Nachts erhält Smith auf der Brücke eine Nachricht von der Baltic, mit dem dringenden Rat, langsamer zu fahren. Smith wirft die Nachricht auf den Boden. Er erklärt den anwesenden Offizieren, dass die Titanic bei der Höchstgeschwindigkeit bleibe.
Die geheimnisvolle Frau, Sigrid Olinsky, erhält ein Telegramm: Ihr Vermögen in Russland sei eingezogen worden. Ismay will sie in der Hoffnung aufsuchen, an ihr Geld zu gelangen. Zuvor aber sucht Petersen Olinsky in ihrer Kabine auf, obwohl das Offizieren verboten ist. Er bittet sie, mit ihrem Geld auf Ismay Einfluss zu nehmen, so dass die Titanic langsamer fahren wird. Sie lehnt ab, sie könne ihm jetzt nicht mehr helfen.
Im Festsaal spricht Olinsky Ismay darauf an, dass die Titanic durch ein gefährliches Eisgebiet fahre. Ismay lehnt eine Navigationsänderung ab. Petersen bittet im Festsaal auch Gloria, auf Ismay Einfluss zu nehmen. Sie nimmt ihn nicht ernst.
Astor spricht im Festsaal Ismay an: Im April sei Eisgefahr in dieser Gegend. Ismay unterstellt Astor, dass es diesem wohl angenehm sei, wenn die Titanic langsamer fährt. Astor zweifelt an, dass eine Rekordfahrt Ismay retten werde.

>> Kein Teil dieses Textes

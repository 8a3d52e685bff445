use clap::Parser;
use colored::*;
use eyre::{Context, Result};
use log::{info, warn};
use std::fs;
use std::path::PathBuf;
use std::sync::Arc;
use tokio::io::{AsyncBufReadExt, BufReader};

mod cli;
mod config;

use cli::Cli;
use cli::commands::{Commands, SubsectionCommands};
use config::Config;

use stackshare::brand::{
    BrandCandidate, BrandResolver, BrandfetchClient, DebouncedLookup, IconSource, LookupOutcome, icon_for,
};
use stackshare::catalog::ToolCatalog;
use stackshare::domain::{Category, SectionType, Tool};
use stackshare::selection::SectionState;
use stackshare::selector;
use stackshare::storage::JsonlStorage;
use stackshare::{StackService, StackView};

fn setup_logging(level: Option<&str>) -> Result<()> {
    let log_dir = dirs::data_local_dir()
        .unwrap_or_else(|| PathBuf::from("."))
        .join(env!("CARGO_PKG_NAME"))
        .join("logs");

    fs::create_dir_all(&log_dir).context("Failed to create log directory")?;

    let log_file = log_dir.join(format!("{}.log", env!("CARGO_PKG_NAME")));

    let target = Box::new(
        fs::OpenOptions::new()
            .create(true)
            .append(true)
            .open(&log_file)
            .context("Failed to open log file")?,
    );

    // RUST_LOG wins over the configured level
    let mut builder = env_logger::Builder::new();
    builder.filter_level(log::LevelFilter::Info);
    if let Some(level) = level {
        builder.parse_filters(level);
    }
    builder.parse_default_env();
    builder.target(env_logger::Target::Pipe(target)).init();

    info!("Logging initialized, writing to: {}", log_file.display());
    Ok(())
}

fn open_service(config: &Config) -> Result<StackService<JsonlStorage>> {
    let catalog = match &config.catalog.path {
        Some(path) => ToolCatalog::from_file(path).context(format!("Failed to load catalog from {}", path.display()))?,
        None => ToolCatalog::builtin(),
    };
    let storage = JsonlStorage::new(&config.storage.data_dir)
        .context(format!("Failed to open storage at {}", config.storage.data_dir.display()))?;
    Ok(StackService::new(storage, catalog))
}

fn brand_client(config: &Config) -> Result<BrandfetchClient> {
    BrandfetchClient::new(config.brand.client_config()).context("Failed to create brand client")
}

async fn run_application(cli: &Cli, config: &Config) -> Result<()> {
    info!("Starting application");

    if cli.is_verbose() {
        println!("{}", "Verbose mode enabled".yellow());
    }

    match &cli.command {
        Commands::Init {
            name,
            user,
            project_url,
        } => handle_init_command(name, user.as_deref(), project_url.as_deref(), config),
        Commands::List => handle_list_command(config),
        Commands::Show { stack } => handle_show_command(stack, cli.is_verbose(), config),
        Commands::Catalog { section, query, stack } => {
            handle_catalog_command(*section, query.as_deref(), stack.as_deref(), config)
        }
        Commands::Add {
            stack,
            section,
            tool,
            subsection,
            brand,
        } => handle_add_command(stack, *section, tool, subsection.as_deref(), *brand, config).await,
        Commands::Remove {
            stack,
            section,
            tool,
            subsection,
        } => handle_remove_command(stack, *section, tool, subsection.as_deref(), config),
        Commands::Pin {
            stack,
            section,
            tool,
            subsection,
        } => handle_pin_command(stack, *section, tool, subsection.as_deref(), config),
        Commands::Subsection { command } => handle_subsection_command(command, config),
        Commands::Search { name } => handle_search_command(name.as_deref(), config).await,
    }
}

fn handle_init_command(name: &str, user: Option<&str>, project_url: Option<&str>, config: &Config) -> Result<()> {
    let service = open_service(config)?;
    let stack = service.create_stack(name, user, project_url)?;
    println!("{} {} ({})", "Created stack:".green(), stack.name.bold(), stack.id);
    Ok(())
}

fn handle_list_command(config: &Config) -> Result<()> {
    let service = open_service(config)?;
    let stacks = service.list_stacks()?;
    if stacks.is_empty() {
        println!("{}", "No stacks yet. Create one with `stackshare init <name>`".yellow());
        return Ok(());
    }
    for stack in stacks {
        println!("{}  {}  {}", stack.id.dimmed(), stack.name.bold(), format_timestamp(stack.created_at));
    }
    Ok(())
}

fn format_timestamp(ms: i64) -> String {
    chrono::DateTime::from_timestamp_millis(ms)
        .map(|dt| dt.format("%Y-%m-%d %H:%M").to_string())
        .unwrap_or_else(|| ms.to_string())
}

fn format_tool(tool: &Tool, pinned: bool, verbose: bool, config: &Config) -> String {
    let mut line = if pinned {
        format!("{} {}", "*".yellow(), tool.name.bold())
    } else {
        format!("  {}", tool.name)
    };
    if let Some(domain) = tool.domain() {
        line.push_str(&format!(" {}", format!("({})", domain).dimmed()));
    }
    if verbose {
        let client_id = std::env::var(&config.brand.client_id_env).ok();
        let icon = match icon_for(tool, &config.brand.cdn_url, client_id.as_deref()) {
            IconSource::Image(url) => url,
            IconSource::Monogram(letter) => format!("[{}]", letter),
        };
        line.push_str(&format!(" {}", icon.dimmed()));
    }
    line
}

fn print_section(state: &SectionState, verbose: bool, config: &Config) {
    println!("{}", state.section().name.cyan().bold());

    let general = state.general_tools();
    if general.is_empty() && state.subsections().is_empty() {
        println!("    {}", "(empty)".dimmed());
    }
    for tool in general {
        println!("  {}", format_tool(tool, state.is_pinned(tool, None), verbose, config));
    }

    for subsection in state.subsections() {
        println!("  {} {}", subsection.name.magenta(), subsection.id.dimmed());
        let scope = Some(subsection.id.as_str());
        for tool in state.tools_in(scope) {
            println!("    {}", format_tool(tool, state.is_pinned(tool, scope), verbose, config));
        }
    }
}

fn handle_show_command(stack_id: &str, verbose: bool, config: &Config) -> Result<()> {
    let service = open_service(config)?;
    let StackView { stack, sections } = service.get_stack(stack_id)?;

    println!("{} {}", stack.name.bold(), stack.id.dimmed());
    if let Some(url) = &stack.project_url {
        println!("{}", url.blue());
    }
    println!("Updated {}", format_timestamp(stack.updated_at));
    for state in &sections {
        println!();
        print_section(state, verbose, config);
    }
    Ok(())
}

fn handle_catalog_command(
    section: Option<Category>,
    query: Option<&str>,
    stack: Option<&str>,
    config: &Config,
) -> Result<()> {
    let service = open_service(config)?;
    let view = match stack {
        Some(stack_id) => Some(service.get_stack(stack_id)?),
        None => None,
    };
    let categories = match section {
        Some(category) => vec![category],
        None => Category::ALL.to_vec(),
    };
    let query = query.unwrap_or("");

    for category in categories {
        let tools = service.tools_by_category(category);
        let selected: Vec<Tool> = view
            .as_ref()
            .and_then(|v| v.section(category))
            .map(|state| state.assignments().iter().map(|a| a.tool.clone()).collect())
            .unwrap_or_default();
        let picker = selector::view(&tools, &selected, query);

        println!("{}", category.display_name().cyan().bold());
        if picker.exhausted {
            println!("  {}", "(every catalog tool is selected)".dimmed());
        }
        for tool in &picker.matches {
            println!("  {} {}", tool.name, format!("({})", tool.id).dimmed());
        }
        if picker.offer_custom {
            println!("  {} \"{}\" as a custom tool", "Add".green(), query.trim());
        }
    }
    Ok(())
}

/// Resolve free text to a tool, asking the brand resolver when requested.
///
/// Lookup failures are reported and the name falls back to a custom tool.
async fn resolve_tool(
    service: &StackService<JsonlStorage>,
    section: SectionType,
    name: &str,
    use_brand: bool,
    config: &Config,
) -> Result<Option<Tool>> {
    let in_catalog = service.catalog().find_in_category(section, name).is_some();
    if !use_brand || in_catalog {
        return Ok(service.resolve_tool(section, name, None));
    }

    let client = brand_client(config)?;
    let candidates = match client.search(name).await {
        Ok(candidates) => candidates,
        Err(e) => {
            warn!("Brand lookup for '{}' failed: {}", name, e);
            println!("{} {}", "Brand lookup failed:".yellow(), e);
            Vec::new()
        }
    };
    Ok(service.resolve_tool(section, name, candidates.first()))
}

async fn handle_add_command(
    stack: &str,
    section: SectionType,
    name: &str,
    subsection: Option<&str>,
    use_brand: bool,
    config: &Config,
) -> Result<()> {
    let service = open_service(config)?;
    let Some(tool) = resolve_tool(&service, section, name, use_brand, config).await? else {
        println!("{}", "Tool name is blank, nothing to add".yellow());
        return Ok(());
    };

    if service.assign(stack, section, tool.clone(), subsection)? {
        println!("{} {} to {}", "Added".green(), tool.name.bold(), section.display_name());
    } else {
        println!("{} is already in {}", tool.name.bold(), section.display_name());
    }
    Ok(())
}

fn handle_remove_command(
    stack: &str,
    section: SectionType,
    name: &str,
    subsection: Option<&str>,
    config: &Config,
) -> Result<()> {
    let service = open_service(config)?;
    let Some(tool) = service.resolve_tool(section, name, None) else {
        return Ok(());
    };

    if service.unassign(stack, section, &tool, subsection)? {
        println!("{} {} from {}", "Removed".red(), tool.name.bold(), section.display_name());
    } else {
        println!("{} is not in {}", tool.name.bold(), section.display_name());
    }
    Ok(())
}

fn handle_pin_command(
    stack: &str,
    section: SectionType,
    name: &str,
    subsection: Option<&str>,
    config: &Config,
) -> Result<()> {
    let service = open_service(config)?;
    let Some(tool) = service.resolve_tool(section, name, None) else {
        return Ok(());
    };

    if service.toggle_pin(stack, section, &tool, subsection)? {
        println!("{} {}", "Pinned".yellow(), tool.name.bold());
    } else {
        println!("{} {}", "Unpinned".dimmed(), tool.name.bold());
    }
    Ok(())
}

fn handle_subsection_command(command: &SubsectionCommands, config: &Config) -> Result<()> {
    let service = open_service(config)?;
    match command {
        SubsectionCommands::Add {
            stack,
            section,
            name,
            tools,
        } => {
            let tools: Vec<Tool> = tools
                .iter()
                .filter_map(|t| service.resolve_tool(*section, t, None))
                .collect();
            match service.create_subsection(stack, *section, name, tools)? {
                Some(id) => println!("{} {} ({})", "Created subsection".green(), name.trim().bold(), id),
                None => println!("{}", "Subsection name is blank, nothing created".yellow()),
            }
        }
        SubsectionCommands::Rename {
            stack,
            section,
            id,
            name,
        } => {
            if service.rename_subsection(stack, *section, id, name)? {
                println!("{} {} to {}", "Renamed".green(), id, name.trim().bold());
            }
        }
        SubsectionCommands::Delete { stack, section, id } => {
            service.delete_subsection(stack, *section, id)?;
            println!("{} {}", "Deleted subsection".red(), id);
        }
    }
    Ok(())
}

fn print_candidates(candidates: &[BrandCandidate]) {
    if candidates.is_empty() {
        println!("{}", "No brands found".yellow());
        return;
    }
    for candidate in candidates {
        let claimed = if candidate.claimed { "claimed".green() } else { "unclaimed".dimmed() };
        println!(
            "{}  {}  {}  {}",
            candidate.display_name().bold(),
            candidate.domain,
            claimed,
            candidate.brand_id.dimmed()
        );
    }
}

fn print_outcome(outcome: &LookupOutcome) {
    match &outcome.result {
        Ok(candidates) => {
            println!("{} {}", "Results for".cyan(), outcome.query.bold());
            print_candidates(candidates);
        }
        Err(e) => println!("{} {}", "Brand lookup failed:".yellow(), e),
    }
}

async fn handle_search_command(name: Option<&str>, config: &Config) -> Result<()> {
    let client = brand_client(config)?;
    match name {
        Some(name) => {
            let candidates = client.search(name).await.context("Brand search failed")?;
            print_candidates(&candidates);
            Ok(())
        }
        None => interactive_search(Arc::new(client), config).await,
    }
}

/// Read names line by line, debouncing lookups the way a search box would.
///
/// Only the newest line's results are printed; older lookups still in flight
/// are dropped.
async fn interactive_search(resolver: Arc<dyn BrandResolver>, config: &Config) -> Result<()> {
    let (lookup, mut outcomes) = DebouncedLookup::new(resolver, config.brand.debounce_config());
    let mut lines = BufReader::new(tokio::io::stdin()).lines();
    let mut last_shown = 0;

    println!("{}", "Type a name to search; an empty line or EOF quits".dimmed());
    loop {
        tokio::select! {
            line = lines.next_line() => match line.context("Failed to read input")? {
                Some(text) if !text.trim().is_empty() => {
                    lookup.on_input(&text);
                }
                _ => break,
            },
            Some(outcome) = outcomes.recv() => {
                last_shown = outcome.seq;
                print_outcome(&outcome);
            }
        }
    }

    // Input ended; wait for the newest lookup before exiting
    let latest = lookup.current();
    while last_shown < latest {
        let Some(outcome) = outcomes.recv().await else { break };
        last_shown = outcome.seq;
        print_outcome(&outcome);
    }
    Ok(())
}

#[tokio::main]
async fn main() -> Result<()> {
    let cli = Cli::parse();

    let config = Config::load(cli.config.as_ref()).context("Failed to load configuration")?;

    setup_logging(config.log_level.as_deref()).context("Failed to setup logging")?;

    info!("Starting with config from: {:?}", cli.config);

    run_application(&cli, &config).await.context("Application failed")?;

    Ok(())
}
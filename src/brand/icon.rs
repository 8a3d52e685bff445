//! Icon URLs and monogram fallbacks

use crate::domain::Tool;

/// Brandfetch logo CDN
pub const DEFAULT_CDN_URL: &str = "https://cdn.brandfetch.io";

/// What to render for a tool
#[derive(Debug, Clone, PartialEq, Eq)]
pub enum IconSource {
    Image(String),
    Monogram(String),
}

/// CDN icon URL for a domain; `None` when there is no domain.
///
/// The light theme is used when a client id is available.
pub fn icon_url(cdn_base: &str, domain: &str, client_id: Option<&str>) -> Option<String> {
    let domain = domain.trim().trim_matches('/');
    if domain.is_empty() {
        return None;
    }
    let base = cdn_base.trim_end_matches('/');

    Some(match client_id.filter(|c| !c.is_empty()) {
        Some(id) => format!("{}/{}/icon/theme/light/h/80/w/80?c={}", base, domain, id),
        None => format!("{}/{}/icon/theme/dark/h/80/w/80", base, domain),
    })
}

/// First character of the name, uppercased; `?` for a blank name
pub fn monogram(name: &str) -> String {
    name.trim()
        .chars()
        .next()
        .map(|c| c.to_uppercase().collect())
        .unwrap_or_else(|| "?".to_string())
}

/// Pick an icon: the brand's own icon, then the CDN by domain, then a monogram
pub fn icon_for(tool: &Tool, cdn_base: &str, client_id: Option<&str>) -> IconSource {
    if let Some(icon) = tool.icon.as_deref().filter(|i| !i.trim().is_empty()) {
        return IconSource::Image(icon.to_string());
    }
    match tool.domain().and_then(|d| icon_url(cdn_base, d, client_id)) {
        Some(url) => IconSource::Image(url),
        None => IconSource::Monogram(tool.monogram()),
    }
}

#[cfg(test)]
mod tests {
    use super::*;
    use crate::domain::Category;

    #[test]
    fn test_icon_url_with_client_id() {
        assert_eq!(
            icon_url(DEFAULT_CDN_URL, "react.dev", Some("abc")).unwrap(),
            "https://cdn.brandfetch.io/react.dev/icon/theme/light/h/80/w/80?c=abc"
        );
    }

    #[test]
    fn test_icon_url_without_client_id() {
        assert_eq!(
            icon_url("https://cdn.example/", "vim.org", None).unwrap(),
            "https://cdn.example/vim.org/icon/theme/dark/h/80/w/80"
        );
    }

    #[test]
    fn test_icon_url_empty_domain() {
        assert!(icon_url(DEFAULT_CDN_URL, "  ", Some("abc")).is_none());
    }

    #[test]
    fn test_monogram() {
        assert_eq!(monogram("react"), "R");
        assert_eq!(monogram("  émile"), "É");
        assert_eq!(monogram(""), "?");
    }

    #[test]
    fn test_icon_for_custom_tool_falls_back_to_monogram() {
        let tool = Tool::custom("internal thing", Category::Other);
        assert_eq!(
            icon_for(&tool, DEFAULT_CDN_URL, Some("abc")),
            IconSource::Monogram("I".to_string())
        );
    }

    #[test]
    fn test_icon_for_prefers_brand_icon() {
        let mut tool = Tool::catalog("x", "X", "x.io", Category::Other);
        tool.icon = Some("https://img/x.png".to_string());
        assert_eq!(
            icon_for(&tool, DEFAULT_CDN_URL, None),
            IconSource::Image("https://img/x.png".to_string())
        );
    }

    #[test]
    fn test_icon_for_catalog_tool_uses_cdn() {
        let tool = Tool::catalog("docker", "Docker", "docker.com", Category::Other);
        assert!(matches!(
            icon_for(&tool, DEFAULT_CDN_URL, None),
            IconSource::Image(url) if url.contains("docker.com")
        ));
    }
}
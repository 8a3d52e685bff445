//! Brand resolver trait and the Brandfetch search client

use std::collections::HashMap;
use std::sync::Mutex;
use std::time::Duration;

use async_trait::async_trait;
use reqwest::{Client, Url};

use super::types::{BrandCandidate, ResolverError, parse_candidates};
use crate::id::normalize_name;

/// Brandfetch API base URL
pub const DEFAULT_BASE_URL: &str = "https://api.brandfetch.io";

/// Environment variable holding the Brandfetch client id
pub const DEFAULT_CLIENT_ID_ENV: &str = "BRANDFETCH_CLIENT_ID";

/// Looks up brands by free-text name
#[async_trait]
pub trait BrandResolver: Send + Sync {
    /// Ranked candidates for `name`. A blank name yields no call and no results.
    async fn search(&self, name: &str) -> Result<Vec<BrandCandidate>, ResolverError>;
}

/// Configuration for the Brandfetch client
#[derive(Debug, Clone)]
pub struct BrandfetchConfig {
    pub base_url: String,
    pub client_id: Option<String>,
    pub client_id_env: String,
    pub timeout: Duration,
}

impl Default for BrandfetchConfig {
    fn default() -> Self {
        Self {
            base_url: DEFAULT_BASE_URL.to_string(),
            client_id: None,
            client_id_env: DEFAULT_CLIENT_ID_ENV.to_string(),
            timeout: Duration::from_secs(10),
        }
    }
}

impl BrandfetchConfig {
    /// Fill in the client id from the configured environment variable
    pub fn with_env_client_id(mut self) -> Self {
        self.client_id = std::env::var(&self.client_id_env).ok().filter(|v| !v.trim().is_empty());
        self
    }

    pub fn with_client_id(mut self, client_id: impl Into<String>) -> Self {
        self.client_id = Some(client_id.into());
        self
    }

    pub fn with_base_url(mut self, base_url: impl Into<String>) -> Self {
        self.base_url = base_url.into();
        self
    }
}

/// Brandfetch search API client
pub struct BrandfetchClient {
    client: Client,
    config: BrandfetchConfig,
}

impl BrandfetchClient {
    pub fn new(config: BrandfetchConfig) -> Result<Self, ResolverError> {
        let client = Client::builder().timeout(config.timeout).build()?;
        Ok(Self { client, config })
    }

    /// `{base}/v2/search/{name}?c={client_id}` with the name percent-encoded
    pub fn search_url(&self, name: &str) -> Result<Url, ResolverError> {
        let client_id = self
            .config
            .client_id
            .as_deref()
            .filter(|c| !c.is_empty())
            .ok_or_else(|| ResolverError::MissingClientId {
                env_var: self.config.client_id_env.clone(),
            })?;

        let mut url = Url::parse(&self.config.base_url).map_err(|e| ResolverError::InvalidUrl(e.to_string()))?;
        url.path_segments_mut()
            .map_err(|_| ResolverError::InvalidUrl(self.config.base_url.clone()))?
            .pop_if_empty()
            .extend(["v2", "search", name.trim()]);
        url.query_pairs_mut().append_pair("c", client_id);
        Ok(url)
    }

    pub fn is_ready(&self) -> bool {
        self.config.client_id.as_deref().is_some_and(|c| !c.is_empty())
    }
}

#[async_trait]
impl BrandResolver for BrandfetchClient {
    async fn search(&self, name: &str) -> Result<Vec<BrandCandidate>, ResolverError> {
        if name.trim().is_empty() {
            return Ok(Vec::new());
        }

        let url = self.search_url(name)?;
        let response = self
            .client
            .get(url)
            .header("Content-Type", "application/json")
            .send()
            .await?;

        let status = response.status();
        if !status.is_success() {
            let message = response
                .text()
                .await
                .unwrap_or_else(|_| "Unknown error".to_string());
            tracing::warn!(status = status.as_u16(), query = %name.trim(), "Brand search failed");
            return Err(ResolverError::Api {
                status: status.as_u16(),
                message,
            });
        }

        let body = response.text().await?;
        let candidates = parse_candidates(&body)?;
        tracing::debug!(query = %name.trim(), results = candidates.len(), "Brand search complete");
        Ok(candidates)
    }
}

impl std::fmt::Debug for BrandfetchClient {
    fn fmt(&self, f: &mut std::fmt::Formatter<'_>) -> std::fmt::Result {
        f.debug_struct("BrandfetchClient")
            .field("base_url", &self.config.base_url)
            .field("ready", &self.is_ready())
            .finish()
    }
}

/// In-memory resolver with canned responses; records every query it receives
#[derive(Debug, Default)]
pub struct MockBrandResolver {
    responses: HashMap<String, Vec<BrandCandidate>>,
    failures: HashMap<String, (u16, String)>,
    delay: Duration,
    calls: Mutex<Vec<String>>,
}

impl MockBrandResolver {
    pub fn new() -> Self {
        Self::default()
    }

    pub fn with_response(mut self, query: &str, candidates: Vec<BrandCandidate>) -> Self {
        self.responses.insert(normalize_name(query), candidates);
        self
    }

    pub fn with_failure(mut self, query: &str, status: u16, message: &str) -> Self {
        self.failures
            .insert(normalize_name(query), (status, message.to_string()));
        self
    }

    /// Simulated latency before each response
    pub fn with_delay(mut self, delay: Duration) -> Self {
        self.delay = delay;
        self
    }

    pub fn calls(&self) -> Vec<String> {
        self.calls.lock().map(|c| c.clone()).unwrap_or_default()
    }

    pub fn call_count(&self) -> usize {
        self.calls().len()
    }
}

#[async_trait]
impl BrandResolver for MockBrandResolver {
    async fn search(&self, name: &str) -> Result<Vec<BrandCandidate>, ResolverError> {
        let query = name.trim();
        if query.is_empty() {
            return Ok(Vec::new());
        }
        if let Ok(mut calls) = self.calls.lock() {
            calls.push(query.to_string());
        }

        if !self.delay.is_zero() {
            tokio::time::sleep(self.delay).await;
        }

        let key = normalize_name(query);
        if let Some((status, message)) = self.failures.get(&key) {
            return Err(ResolverError::Api {
                status: *status,
                message: message.clone(),
            });
        }
        Ok(self.responses.get(&key).cloned().unwrap_or_default())
    }
}

#[cfg(test)]
mod tests {
    use super::*;

    fn client() -> BrandfetchClient {
        BrandfetchClient::new(BrandfetchConfig::default().with_client_id("test-client")).unwrap()
    }

    fn candidate(name: &str, domain: &str) -> BrandCandidate {
        BrandCandidate {
            name: Some(name.to_string()),
            domain: domain.to_string(),
            icon: None,
            claimed: true,
            brand_id: format!("id-{}", domain),
        }
    }

    #[test]
    fn test_config_default() {
        let config = BrandfetchConfig::default();
        assert_eq!(config.base_url, DEFAULT_BASE_URL);
        assert_eq!(config.client_id_env, DEFAULT_CLIENT_ID_ENV);
        assert!(config.client_id.is_none());
    }

    #[test]
    fn test_search_url_encodes_name() {
        let url = client().search_url("  Hugging Face ").unwrap();
        assert_eq!(
            url.as_str(),
            "https://api.brandfetch.io/v2/search/Hugging%20Face?c=test-client"
        );
    }

    #[test]
    fn test_search_url_escapes_slashes() {
        let url = client().search_url("a/b").unwrap();
        assert!(url.as_str().contains("/v2/search/a%2Fb?"));
    }

    #[test]
    fn test_search_url_custom_base() {
        let client = BrandfetchClient::new(
            BrandfetchConfig::default()
                .with_client_id("c")
                .with_base_url("http://localhost:8080/"),
        )
        .unwrap();
        let url = client.search_url("react").unwrap();
        assert_eq!(url.as_str(), "http://localhost:8080/v2/search/react?c=c");
    }

    #[test]
    fn test_search_url_requires_client_id() {
        let client = BrandfetchClient::new(BrandfetchConfig::default()).unwrap();
        assert!(!client.is_ready());
        let err = client.search_url("react").unwrap_err();
        assert!(matches!(err, ResolverError::MissingClientId { .. }));
    }

    #[tokio::test]
    async fn test_blank_search_issues_no_call() {
        // No client id: a real call would fail, so an Ok here proves no call was made
        let client = BrandfetchClient::new(BrandfetchConfig::default()).unwrap();
        assert!(client.search("   ").await.unwrap().is_empty());
    }

    #[test]
    fn test_debug_hides_client_id() {
        let debug_str = format!("{:?}", client());
        assert!(debug_str.contains("BrandfetchClient"));
        assert!(!debug_str.contains("test-client"));
    }

    #[test]
    fn test_send_sync() {
        fn assert_send_sync<T: Send + Sync>() {}
        assert_send_sync::<BrandfetchClient>();
        assert_send_sync::<MockBrandResolver>();
    }

    #[tokio::test]
    async fn test_mock_returns_canned_response() {
        let mock = MockBrandResolver::new().with_response("Supabase", vec![candidate("Supabase", "supabase.com")]);

        let results = mock.search(" supabase ").await.unwrap();
        assert_eq!(results.len(), 1);
        assert_eq!(results[0].domain, "supabase.com");
        assert!(mock.search("unknown").await.unwrap().is_empty());
        assert_eq!(mock.calls(), vec!["supabase", "unknown"]);
    }

    #[tokio::test]
    async fn test_mock_failure() {
        let mock = MockBrandResolver::new().with_failure("down", 502, "bad gateway");
        let err = mock.search("down").await.unwrap_err();
        assert!(matches!(err, ResolverError::Api { status: 502, .. }));
        assert!(err.is_retryable());
    }

    #[tokio::test]
    async fn test_mock_blank_query_not_recorded() {
        let mock = MockBrandResolver::new();
        mock.search("  ").await.unwrap();
        assert_eq!(mock.call_count(), 0);
    }
}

Der Ausguck meldet Eis voraus, die Offiziere auf der Brücke lassen Scheinwerfer einschalten. Der Befehl „Ruder hart Backbord“ wird gegeben. Wegen einer kaputten Kurbel könne der Scheinwerfer nicht eingesetzt werden. Da streift die Titanic den Eisberg, und Wasser dringt ein. Auf der Brücke meint ein Offizier, es sei alles gut gegangen, sonst hätte die „Zentrale“ schon längst etwas anderes gemeldet. Petersen geht trotzdem nach unten, um sich zu vergewissern. Petersen erfährt von Wassereinbruch im Kesselraum; die Männer im Maschinenraum entscheiden, die Maschinen zu stoppen.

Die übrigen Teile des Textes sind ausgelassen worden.